┏━━

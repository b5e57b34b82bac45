use derive_more::{Display, Error};

#[derive(Debug, Display, Error)]
pub enum ConfigError {
    #[display("failed to read config file")]
    ReadFile,
    #[display("failed to parse config: {reason}")]
    Parse { reason: String },
    #[display("invalid config: {field}")]
    Validation { field: String },
}

#[derive(Debug, Display, Error)]
pub enum SupplierError {
    #[display("request to {supplier} failed")]
    Request { supplier: String },
    #[display("failed to parse response from {supplier}")]
    ResponseParse { supplier: String },
    #[display("failed to read price file")]
    ReadFile,
    #[display("{supplier} returned no data for {ticker}")]
    NoData { supplier: String, ticker: String },
    #[display("price file names no ticker and is shared by several; cannot serve {ticker}")]
    AmbiguousFile { ticker: String },
}

/// Outcomes of the analysis core. Every variant is a recoverable condition
/// the caller can react to (widen the date range, pick another ticker, ...).
#[derive(Debug, Display, Error, Clone, PartialEq)]
pub enum AnalysisError {
    #[display("insufficient data: need {required} rows, got {available}")]
    InsufficientData { required: usize, available: usize },
    #[display("insufficient window for {indicator}: need {required} rows, got {available}")]
    InsufficientWindow {
        indicator: String,
        required: usize,
        available: usize,
    },
    #[display("incomplete indicators: missing {missing}")]
    IncompleteIndicators { missing: String },
    #[display("malformed input: {reason}")]
    MalformedInput { reason: String },
    #[display("invalid parameter: {name}")]
    InvalidParameter { name: String },
}

impl AnalysisError {
    /// True when re-querying with a wider date range could fix the outcome.
    pub fn is_short_history(&self) -> bool {
        matches!(
            self,
            Self::InsufficientData { .. } | Self::InsufficientWindow { .. }
        )
    }
}

#[derive(Debug, Display, Error)]
pub enum ReportError {
    #[display("failed to render report")]
    Render,
}
use chrono::{DateTime, Utc};
use error_stack::{Report, ResultExt, bail};
use serde::Serialize;
use tracing::{info, warn};
use uuid::Uuid;

use crate::engine::{self, IndicatorConfig};
use crate::error::AnalysisError;
use crate::model::{IndicatorRow, PriceSeries, Profile, RawTable};
use crate::normalize::{self, DroppedRow};
use crate::scoring::{self, ScoringConfig, SignalScore, Verdict};

/// Everything `analyze` needs besides the data itself.
#[derive(Debug, Clone, PartialEq)]
pub struct AnalysisConfig {
    /// Fewest usable rows the normalizer accepts.
    pub min_rows: usize,
    /// Keep rows that precede the indicators' warm-up in the output.
    pub keep_warmup_rows: bool,
    pub indicators: IndicatorConfig,
    pub scoring: ScoringConfig,
}

impl Default for AnalysisConfig {
    fn default() -> Self {
        Self {
            min_rows: 10,
            keep_warmup_rows: true,
            indicators: IndicatorConfig::default(),
            scoring: ScoringConfig::default(),
        }
    }
}

/// Headline figures over the analysed range.
#[derive(Debug, Clone, PartialEq, Serialize)]
pub struct PriceSummary {
    pub first: DateTime<Utc>,
    pub last: DateTime<Utc>,
    pub sessions: usize,
    pub latest_close: f64,
    pub change: Option<f64>,
    pub change_pct: Option<f64>,
    pub period_high: f64,
    pub period_low: f64,
}

impl PriceSummary {
    pub fn from_series(series: &PriceSeries) -> Self {
        let bars = series.bars();
        let first = bars[0];
        let latest = bars[bars.len() - 1];
        let previous = bars.len().checked_sub(2).map(|i| bars[i]);

        let change = previous.map(|p| latest.close - p.close);
        let change_pct = previous.map(|p| (latest.close - p.close) / p.close * 100.0);

        Self {
            first: first.timestamp,
            last: latest.timestamp,
            sessions: bars.len(),
            latest_close: latest.close,
            change,
            change_pct,
            period_high: bars.iter().map(|b| b.high).fold(f64::MIN, f64::max),
            period_low: bars.iter().map(|b| b.low).fold(f64::MAX, f64::min),
        }
    }
}

#[derive(Debug, Clone, PartialEq, Serialize)]
pub struct Analysis {
    pub run_id: Uuid,
    pub ticker: String,
    pub summary: PriceSummary,
    /// Fundamentals the run was given, if any.
    pub profile: Option<Profile>,
    /// Timestamp of the row the score was computed on: the latest row on
    /// which every enabled indicator is defined.
    pub scored_at: DateTime<Utc>,
    pub score: SignalScore,
    pub verdict: Verdict,
    pub dropped: Vec<DroppedRow>,
    pub rows: Vec<IndicatorRow>,
}

impl Analysis {
    /// The row the score was computed on.
    pub fn scored_row(&self) -> Option<&IndicatorRow> {
        self.rows.iter().rev().find(|r| r.bar.timestamp == self.scored_at)
    }
}

/// Normalize, compute indicators, score the latest complete row against the
/// complete row before it, and classify the total.
///
/// Rows after the last complete one (an indicator undefined over a flat
/// tail, for instance) stay in the output but are not scored.
pub fn analyze(
    table: &RawTable,
    profile: Option<&Profile>,
    config: &AnalysisConfig,
) -> Result<Analysis, Report<AnalysisError>> {
    let run_id = Uuid::new_v4();

    let normalized = normalize::normalize(table, config.min_rows)?;
    let series = normalized.series;

    let rows = engine::compute(&series, &config.indicators)
        .attach_with(|| format!("ticker: {}", table.ticker))?;

    let complete = engine::complete_rows(&rows, &config.indicators);
    let Some((latest, earlier)) = complete.split_last() else {
        let missing = rows
            .last()
            .map(|row| config.indicators.missing_fields(row).join(", "))
            .unwrap_or_default();
        bail!(AnalysisError::IncompleteIndicators { missing });
    };
    let previous = earlier.last();

    let scored_at = latest.bar.timestamp;
    let skipped = rows.iter().filter(|r| r.bar.timestamp > scored_at).count();
    if skipped > 0 {
        warn!(
            ticker = %table.ticker,
            skipped,
            %scored_at,
            "latest rows lack indicators; scoring the last complete row"
        );
    }

    let score = scoring::score(latest, previous, profile, &config.scoring)
        .attach_with(|| format!("ticker: {}, row: {scored_at}", table.ticker))?;
    let verdict = scoring::classify(score.total, &config.scoring.labels)?;

    let rows = if config.keep_warmup_rows { rows } else { complete };

    info!(
        %run_id,
        ticker = %table.ticker,
        rows = rows.len(),
        dropped = normalized.dropped.len(),
        total = score.total,
        label = %verdict.label,
        "analysis complete"
    );

    Ok(Analysis {
        run_id,
        ticker: table.ticker.clone(),
        summary: PriceSummary::from_series(&series),
        profile: profile.cloned(),
        scored_at,
        score,
        verdict,
        dropped: normalized.dropped,
        rows,
    })
}

#[cfg(test)]
mod tests {
    use super::*;
    use crate::model::{ColumnLabel, RawRow};
    use chrono::TimeZone;

    fn raw_table(closes: &[f64]) -> RawTable {
        let bars: Vec<(f64, f64, f64)> = closes.iter().map(|&c| (c + 1.5, c - 1.5, c)).collect();
        raw_table_hlc(&bars)
    }

    fn raw_table_hlc(bars: &[(f64, f64, f64)]) -> RawTable {
        let start = Utc.with_ymd_and_hms(2024, 1, 1, 0, 0, 0).unwrap();
        RawTable {
            ticker: "2330.TW".into(),
            labels: ["Open", "High", "Low", "Close", "Volume"]
                .into_iter()
                .map(|f| ColumnLabel::Compound {
                    field: f.into(),
                    ticker: "2330.TW".into(),
                })
                .collect(),
            rows: bars
                .iter()
                .enumerate()
                .map(|(i, &(h, l, c))| RawRow {
                    timestamp: start + chrono::Duration::days(i as i64),
                    values: vec![Some(c), Some(h), Some(l), Some(c), Some(1000.0)],
                })
                .collect(),
        }
    }

    fn wavy(len: usize) -> Vec<f64> {
        (0..len)
            .map(|i| 500.0 + (i as f64 * 0.3).sin() * 20.0 + i as f64 * 0.5)
            .collect()
    }

    #[test]
    fn analyze_is_idempotent() {
        let table = raw_table(&wavy(120));
        let config = AnalysisConfig::default();
        let first = analyze(&table, None, &config).unwrap();
        let second = analyze(&table, None, &config).unwrap();
        assert_eq!(first.rows, second.rows);
        assert_eq!(first.score, second.score);
        assert_eq!(first.verdict, second.verdict);
        assert_ne!(first.run_id, second.run_id);
    }

    #[test]
    fn short_history_reports_window() {
        let err = analyze(&raw_table(&wavy(40)), None, &AnalysisConfig::default()).unwrap_err();
        assert!(err.current_context().is_short_history());
        assert!(matches!(
            err.current_context(),
            AnalysisError::InsufficientWindow { .. }
        ));
    }

    #[test]
    fn below_min_rows_reports_insufficient_data() {
        let err = analyze(&raw_table(&wavy(5)), None, &AnalysisConfig::default()).unwrap_err();
        assert_eq!(
            *err.current_context(),
            AnalysisError::InsufficientData {
                required: 10,
                available: 5
            }
        );
    }

    #[test]
    fn summary_tracks_range_and_change() {
        let analysis = analyze(&raw_table(&wavy(100)), None, &AnalysisConfig::default()).unwrap();
        let closes = wavy(100);
        let s = &analysis.summary;
        assert_eq!(s.sessions, 100);
        assert_eq!(s.latest_close, closes[99]);
        assert!((s.change.unwrap() - (closes[99] - closes[98])).abs() < 1e-9);
        let max_close = closes.iter().cloned().fold(f64::MIN, f64::max);
        assert!((s.period_high - (max_close + 1.5)).abs() < 1e-9);
    }

    #[test]
    fn warm_up_rows_can_be_trimmed() {
        let config = AnalysisConfig {
            keep_warmup_rows: false,
            ..AnalysisConfig::default()
        };
        let analysis = analyze(&raw_table(&wavy(100)), None, &config).unwrap();
        assert_eq!(analysis.rows.len(), 100 - 59);
        assert!(analysis.rows.iter().all(|r| r.is_complete(&config.indicators)));
    }

    #[test]
    fn flat_tail_scores_last_complete_row() {
        let closes = wavy(80);
        let halted = closes[79];
        let mut bars: Vec<(f64, f64, f64)> =
            closes.iter().map(|&c| (c + 1.5, c - 1.5, c)).collect();
        bars.extend(std::iter::repeat_n((halted, halted, halted), 16));

        let config = AnalysisConfig::default();
        let analysis = analyze(&raw_table_hlc(&bars), None, &config).unwrap();

        // A lookback window entirely inside the flat tail has no range, so
        // %K is undefined from index 80 + 14 - 1 on.
        let scored = analysis.scored_row().unwrap();
        assert_eq!(scored.bar.timestamp, analysis.rows[92].bar.timestamp);
        assert!(scored.is_complete(&config.indicators));
        assert_eq!(analysis.rows.len(), 96);
        assert_eq!(analysis.rows[95].stoch_k, None);
        assert_eq!(analysis.summary.latest_close, halted);
    }

    #[test]
    fn flat_tail_trimmed_output_ends_at_scored_row() {
        let closes = wavy(80);
        let halted = closes[79];
        let mut bars: Vec<(f64, f64, f64)> =
            closes.iter().map(|&c| (c + 1.5, c - 1.5, c)).collect();
        bars.extend(std::iter::repeat_n((halted, halted, halted), 16));

        let config = AnalysisConfig {
            keep_warmup_rows: false,
            ..AnalysisConfig::default()
        };
        let analysis = analyze(&raw_table_hlc(&bars), None, &config).unwrap();
        assert_eq!(analysis.rows.last().map(|r| r.bar.timestamp), Some(analysis.scored_at));
    }

    #[test]
    fn no_complete_row_is_incomplete_indicators() {
        let bars = vec![(500.0, 500.0, 500.0); 100];
        let err = analyze(&raw_table_hlc(&bars), None, &AnalysisConfig::default()).unwrap_err();
        match err.current_context() {
            AnalysisError::IncompleteIndicators { missing } => assert!(missing.contains("stoch_k")),
            other => panic!("unexpected error: {other}"),
        }
    }

    #[test]
    fn profile_is_carried_into_analysis() {
        let profile = Profile {
            sector: Some("Technology".into()),
            market_cap: Some(3.1e12),
            ..Profile::default()
        };
        let analysis = analyze(
            &raw_table(&wavy(100)),
            Some(&profile),
            &AnalysisConfig::default(),
        )
        .unwrap();
        assert_eq!(analysis.profile, Some(profile));
        assert_eq!(analysis.scored_at, analysis.summary.last);
    }

    #[test]
    fn single_row_summary_has_no_change() {
        let series = PriceSeries::new(vec![crate::model::PriceBar {
            timestamp: Utc.with_ymd_and_hms(2024, 1, 1, 0, 0, 0).unwrap(),
            open: 10.0,
            high: 11.0,
            low: 9.0,
            close: 10.5,
            volume: 0,
        }])
        .unwrap();
        let summary = PriceSummary::from_series(&series);
        assert_eq!(summary.change, None);
        assert_eq!(summary.change_pct, None);
    }
}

┗━━

# [EXERCISE GOAL]
Go through the material line by line and state how many lines hold "InsufficientData", with no other words.

# [WRITTEN SOLUTION]
3